I think their domination of single sales actually predated the complete collapse of the market a little; certainly 2000 and 2001 sales were an order of magnitude higher than those a few years later and with a new-number-one-every-week turnover that must have made stocking the big sellers quite lucrative.
Anyway, as suggested that was where their singles charts of their own invention came in. Despite stocking a top 40 (or possibly even 75?) they wouldn't put anything new in below 20 and were rather selective with those. Well before online midweek charts, a trip to Woolworths was an almost infallibale acid test for chart-friendliness.
Generally whatever I was looking for wouldn't be there, but in the unusual event of the likes of Turin Brakes actually getting a single stocked there (at 19), they were top 10 bound in the real world for sure.

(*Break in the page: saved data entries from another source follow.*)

//! Pipeline worker binary.

use std::net::SocketAddr;
use std::sync::Arc;

use anyhow::Context;
use metrics_exporter_prometheus::PrometheusBuilder;
use tracing::info;
use tracing_subscriber::{fmt, prelude::*, EnvFilter};

use vpipe_media::FfmpegMedia;
use vpipe_queue::{QueueConfig, RedisJobStore};
use vpipe_storage::RedisVideoRepository;
use vpipe_worker::{GeminiClient, Pipeline, PipelineDeps, WorkerConfig};

#[tokio::main]
async fn main() -> anyhow::Result<()> {
    rustls::crypto::ring::default_provider()
        .install_default()
        .map_err(|_| anyhow::anyhow!("failed to install rustls crypto provider"))?;

    dotenvy::dotenv().ok();
    init_tracing()?;

    info!("Starting vpipe-worker");

    let config = WorkerConfig::from_env();
    info!("Worker config: {:?}", config);

    if let Some(port) = config.metrics_port {
        let addr = SocketAddr::from(([0, 0, 0, 0], port));
        PrometheusBuilder::new()
            .with_http_listener(addr)
            .install()
            .context("failed to install Prometheus exporter")?;
        info!("Metrics exporter listening on {}", addr);
    }

    let queue_config = QueueConfig::from_env();
    let store = RedisJobStore::new(queue_config).context("failed to create job store")?;
    let videos = RedisVideoRepository::from_env().context("failed to create video repository")?;
    let provider = GeminiClient::from_env().context("failed to create Gemini client")?;

    let pipeline = Pipeline::new(PipelineDeps {
        store: Arc::new(store),
        videos: Arc::new(videos),
        media: Arc::new(FfmpegMedia::new()),
        provider: Arc::new(provider),
        config,
    });

    pipeline.start().await;

    tokio::signal::ctrl_c()
        .await
        .context("failed to listen for shutdown signal")?;
    info!("Received shutdown signal");

    pipeline.stop().await;
    info!("Worker shutdown complete");
    Ok(())
}

fn init_tracing() -> anyhow::Result<()> {
    let use_json = std::env::var("LOG_FORMAT")
        .map(|v| v.eq_ignore_ascii_case("json"))
        .unwrap_or(false);

    let mut env_filter = EnvFilter::from_default_env();
    for crate_name in ["vpipe_worker", "vpipe_queue", "vpipe_media", "vpipe_storage"] {
        env_filter = env_filter.add_directive(format!("{}=info", crate_name).parse()?);
    }

    if use_json {
        tracing_subscriber::registry()
            .with(fmt::layer().json())
            .with(env_filter)
            .init();
    } else {
        tracing_subscriber::registry()
            .with(
                fmt::layer()
                    .with_ansi(true)
                    .with_target(true)
                    .with_thread_ids(false),
            )
            .with(env_filter)
            .init();
    }
    Ok(())
}
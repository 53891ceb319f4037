//! Structured job logging.

use tracing::{error, info, warn, Span};
use vpipe_models::{Job, Stage};

/// Logs job lifecycle events with the job, stage and video attached.
#[derive(Debug, Clone)]
pub struct JobLogger {
    job_id: String,
    stage: Stage,
    video_id: String,
}

impl JobLogger {
    pub fn new(job: &Job) -> Self {
        Self {
            job_id: job.id.to_string(),
            stage: job.stage,
            video_id: job.payload.video_id().to_string(),
        }
    }

    pub fn log_start(&self, attempt: u32) {
        info!(
            job_id = %self.job_id,
            stage = %self.stage,
            video_id = %self.video_id,
            attempt,
            "Job started"
        );
    }

    pub fn log_progress(&self, percent: u8, message: &str) {
        info!(
            job_id = %self.job_id,
            stage = %self.stage,
            video_id = %self.video_id,
            percent,
            "Job progress: {}", message
        );
    }

    pub fn log_warning(&self, message: &str) {
        warn!(
            job_id = %self.job_id,
            stage = %self.stage,
            video_id = %self.video_id,
            "Job warning: {}", message
        );
    }

    pub fn log_error(&self, message: &str) {
        error!(
            job_id = %self.job_id,
            stage = %self.stage,
            video_id = %self.video_id,
            "Job error: {}", message
        );
    }

    pub fn log_completion(&self, elapsed_ms: u128) {
        info!(
            job_id = %self.job_id,
            stage = %self.stage,
            video_id = %self.video_id,
            elapsed_ms,
            "Job completed"
        );
    }

    pub fn job_id(&self) -> &str {
        &self.job_id
    }

    pub fn stage(&self) -> Stage {
        self.stage
    }

    /// Span wrapping one attempt of the job.
    pub fn create_span(&self) -> Span {
        tracing::info_span!(
            "job",
            job_id = %self.job_id,
            stage = %self.stage,
            video_id = %self.video_id
        )
    }
}

#[cfg(test)]
mod tests {
    use super::*;
    use vpipe_models::{EnqueueOptions, JobPayload, ProcessPayload, VideoId};

    #[test]
    fn test_job_logger_fields() {
        let job = Job::new(
            JobPayload::Process(ProcessPayload {
                video_id: VideoId::from_string("v-1"),
                user_id: "u".into(),
                file_path: "/tmp/v.mp4".into(),
            }),
            &EnqueueOptions::default(),
            3,
        );
        let logger = JobLogger::new(&job);

        assert_eq!(logger.job_id(), "process:v-1");
        assert_eq!(logger.stage(), Stage::Process);
    }
}
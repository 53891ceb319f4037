use anyhow::Context;

use vpipe_media::{check_ffmpeg, check_ffprobe};
use vpipe_models::Stage;
use vpipe_queue::{JobStore, QueueConfig, RedisJobStore};
use vpipe_worker::{GeminiConfig, WorkerConfig};

#[tokio::main]
async fn main() -> anyhow::Result<()> {
    rustls::crypto::ring::default_provider()
        .install_default()
        .map_err(|_| anyhow::anyhow!("failed to install rustls crypto provider"))?;
    dotenvy::dotenv().ok();
    let config = WorkerConfig::from_env();

    println!(
        "worker-selfcheck: starting with concurrency process={} analyze={} strategy={}",
        config.process_concurrency, config.analyze_concurrency, config.strategy_concurrency
    );

    ensure_env_present(&["REDIS_URL", "GEMINI_API_KEY"])?;
    ensure_media_tools()?;
    GeminiConfig::from_env().context("invalid Gemini configuration")?;
    ensure_queue_reachable().await?;

    println!("worker-selfcheck: ok");
    Ok(())
}

fn ensure_media_tools() -> anyhow::Result<()> {
    let ffmpeg = check_ffmpeg().context("ffmpeg not available")?;
    let ffprobe = check_ffprobe().context("ffprobe not available")?;
    println!(
        "worker-selfcheck: ffmpeg={} ffprobe={}",
        ffmpeg.display(),
        ffprobe.display()
    );
    Ok(())
}

async fn ensure_queue_reachable() -> anyhow::Result<()> {
    let store = RedisJobStore::new(QueueConfig::from_env())?;
    store.ping().await.context("Redis did not answer PING")?;
    for stage in Stage::ALL {
        let counts = store
            .counts(stage)
            .await
            .with_context(|| format!("failed to read {} queue", stage))?;
        println!(
            "worker-selfcheck: {} waiting={} active={} delayed={} failed={}",
            stage, counts.waiting, counts.active, counts.delayed, counts.failed
        );
    }
    Ok(())
}

fn ensure_env_present(vars: &[&str]) -> anyhow::Result<()> {
    for var in vars {
        if std::env::var(var).is_err() {
            return Err(anyhow::anyhow!("missing required env var {}", var));
        }
    }
    Ok(())
}
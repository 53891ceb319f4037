//! Persistence for video records and posting strategies.
//!
//! `VideoRepository` is the seam the workers write through. Two backends:
//! an in-memory map for tests and single-process runs, and Redis JSON
//! documents shared with the job store's server.

pub mod error;
pub mod memory;
pub mod redis_repo;
pub mod repository;

pub use error::{StorageError, StorageResult};
pub use memory::InMemoryVideoRepository;
pub use redis_repo::RedisVideoRepository;
pub use repository::{VideoRepository, VideoUpdate};
//! FFprobe video information.

use serde::{Deserialize, Serialize};
use std::path::Path;
use std::process::Stdio;
use tokio::process::Command;

use crate::command::check_ffprobe;
use crate::error::{MediaError, MediaResult};

/// Video file information.
#[derive(Debug, Clone, PartialEq, Serialize, Deserialize)]
pub struct VideoInfo {
    /// Duration in seconds
    pub duration: f64,
    pub width: u32,
    pub height: u32,
    /// Frame rate (fps)
    pub fps: f64,
    /// Video codec
    pub codec: String,
    /// Bitrate in bits/second
    pub bitrate: u64,
    pub has_audio: bool,
}

#[derive(Debug, Deserialize)]
struct FfprobeOutput {
    format: FfprobeFormat,
    #[serde(default)]
    streams: Vec<FfprobeStream>,
}

#[derive(Debug, Deserialize)]
struct FfprobeFormat {
    duration: Option<String>,
    bit_rate: Option<String>,
}

#[derive(Debug, Deserialize)]
struct FfprobeStream {
    codec_type: String,
    codec_name: Option<String>,
    width: Option<u32>,
    height: Option<u32>,
    r_frame_rate: Option<String>,
    avg_frame_rate: Option<String>,
}

/// Probe a video file for information.
pub async fn probe_video(path: impl AsRef<Path>) -> MediaResult<VideoInfo> {
    let path = path.as_ref();

    if !path.exists() {
        return Err(MediaError::FileNotFound(path.to_path_buf()));
    }
    check_ffprobe()?;

    let output = Command::new("ffprobe")
        .args([
            "-v",
            "quiet",
            "-print_format",
            "json",
            "-show_format",
            "-show_streams",
        ])
        .arg(path)
        .stdin(Stdio::null())
        .stdout(Stdio::piped())
        .stderr(Stdio::piped())
        .output()
        .await?;

    if !output.status.success() {
        return Err(MediaError::FfprobeFailed {
            message: format!("cannot decode {}", path.display()),
            stderr: Some(String::from_utf8_lossy(&output.stderr).to_string()),
        });
    }

    parse_probe_output(&output.stdout)
}

fn parse_probe_output(stdout: &[u8]) -> MediaResult<VideoInfo> {
    let probe: FfprobeOutput = serde_json::from_slice(stdout)?;

    let video_stream = probe
        .streams
        .iter()
        .find(|s| s.codec_type == "video")
        .ok_or_else(|| MediaError::invalid_video("No video stream found"))?;

    let has_audio = probe.streams.iter().any(|s| s.codec_type == "audio");

    let duration = probe
        .format
        .duration
        .as_deref()
        .and_then(|d| d.parse::<f64>().ok())
        .filter(|d| d.is_finite() && *d >= 0.0)
        .unwrap_or(0.0);

    let bitrate = probe
        .format
        .bit_rate
        .as_deref()
        .and_then(|b| b.parse::<u64>().ok())
        .unwrap_or(0);

    // avg_frame_rate is "0/0" for some containers
    let fps = video_stream
        .avg_frame_rate
        .as_deref()
        .and_then(parse_frame_rate)
        .or_else(|| video_stream.r_frame_rate.as_deref().and_then(parse_frame_rate))
        .unwrap_or(30.0);

    Ok(VideoInfo {
        duration,
        width: video_stream.width.unwrap_or(0),
        height: video_stream.height.unwrap_or(0),
        fps,
        codec: video_stream.codec_name.clone().unwrap_or_default(),
        bitrate,
        has_audio,
    })
}

/// Parse frame rate string (e.g., "30/1" or "29.97").
pub fn parse_frame_rate(s: &str) -> Option<f64> {
    if let Some((num, den)) = s.split_once('/') {
        let num: f64 = num.parse().ok()?;
        let den: f64 = den.parse().ok()?;
        return (den > 0.0 && num > 0.0).then(|| num / den);
    }
    s.parse::<f64>().ok().filter(|fps| *fps > 0.0)
}
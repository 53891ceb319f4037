//! Shared data models for the vpipe video pipeline.
//!
//! This crate provides Serde-serializable types for:
//! - Pipeline stages, jobs and stage payloads
//! - The shared video status record
//! - AI analysis results and derived posting strategies
//! - Progress aggregation across a video's job chain

pub mod analysis;
pub mod error;
pub mod job;
pub mod progress;
pub mod strategy;
pub mod video;

// Re-export common types
pub use analysis::{AiAnalysis, AnalysisOutcome, ContentType, TokenUsage};
pub use error::{ModelError, ModelResult};
pub use job::{
    AnalyzePayload, EnqueueOptions, Job, JobId, JobPayload, JobState, JobStatus, Lease,
    ProcessPayload,
    Stage, StrategyPayload,
};
pub use progress::{PipelineProgress, ProgressLabel};
pub use strategy::{Platform, PostingWindow, Strategy, StrategyId};
pub use video::{Video, VideoId, VideoMetadata, VideoStatus};
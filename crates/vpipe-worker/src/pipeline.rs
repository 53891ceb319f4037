//! The stage table and the handoff between stages.

use vpipe_models::{EnqueueOptions, Job, JobPayload, Stage, VideoStatus};

use crate::error::{WorkerError, WorkerResult};
use crate::stages::StageOutput;

/// Static description of one stage.
#[derive(Debug, Clone, Copy, PartialEq, Eq)]
pub struct StageDef {
    pub stage: Stage,
    /// Stage enqueued after this one completes
    pub next: Option<Stage>,
    /// Prefix of the video's error message when an attempt fails
    pub failure_prefix: &'static str,
    /// Video status while the stage runs
    pub status: VideoStatus,
}

pub const PIPELINE: [StageDef; 3] = [
    StageDef {
        stage: Stage::Process,
        next: Some(Stage::Analyze),
        failure_prefix: "processing failed: ",
        status: VideoStatus::Processing,
    },
    StageDef {
        stage: Stage::Analyze,
        next: Some(Stage::Strategy),
        failure_prefix: "AI analysis failed: ",
        status: VideoStatus::Analyzing,
    },
    StageDef {
        stage: Stage::Strategy,
        next: None,
        failure_prefix: "strategy generation failed: ",
        status: VideoStatus::GeneratingStrategy,
    },
];

pub fn stage_def(stage: Stage) -> &'static StageDef {
    match stage {
        Stage::Process => &PIPELINE[0],
        Stage::Analyze => &PIPELINE[1],
        Stage::Strategy => &PIPELINE[2],
    }
}

/// Human-readable error recorded on the video.
pub fn failure_message(stage: Stage, error: &WorkerError) -> String {
    format!("{}{}", stage_def(stage).failure_prefix, error.cause())
}

/// Decide what follows a successful attempt.
///
/// The handoff must target the table's next stage for the same video; the
/// next job inherits the completed job's priority.
pub fn advance(
    completed: &Job,
    output: &StageOutput,
) -> WorkerResult<Option<(JobPayload, EnqueueOptions)>> {
    let def = stage_def(completed.stage);

    match (def.next, &output.handoff) {
        (None, None) => Ok(None),
        (Some(next), Some(payload)) => {
            if payload.stage() != next {
                return Err(WorkerError::pipeline(format!(
                    "{} must hand off to {}, not {}",
                    completed.stage,
                    next,
                    payload.stage()
                )));
            }
            if payload.video_id() != completed.payload.video_id() {
                return Err(WorkerError::pipeline(format!(
                    "handoff from {} targets video {}",
                    completed.id,
                    payload.video_id()
                )));
            }
            let opts = EnqueueOptions::default().with_priority(completed.priority);
            Ok(Some((payload.clone(), opts)))
        }
        (Some(next), None) => Err(WorkerError::pipeline(format!(
            "{} completed without a {} handoff",
            completed.stage, next
        ))),
        (None, Some(payload)) => Err(WorkerError::pipeline(format!(
            "{} is the last stage but produced a {} handoff",
            completed.stage,
            payload.stage()
        ))),
    }
}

I never actually bought a single at Woolworths in objection to this shocking anti-indie bias, a stance which if widely shared was obviously going to be self-reinforcing. I was glad not to be in one of the towns where it was the only available source of singles, anyway, and a level playing field in terms of basic availability is a major plus to its replacement in power by iTunes et al.
And their particular manipulatory mantle is not dead, but has merely been taken up by supermarkets and their album charts, hence the post title.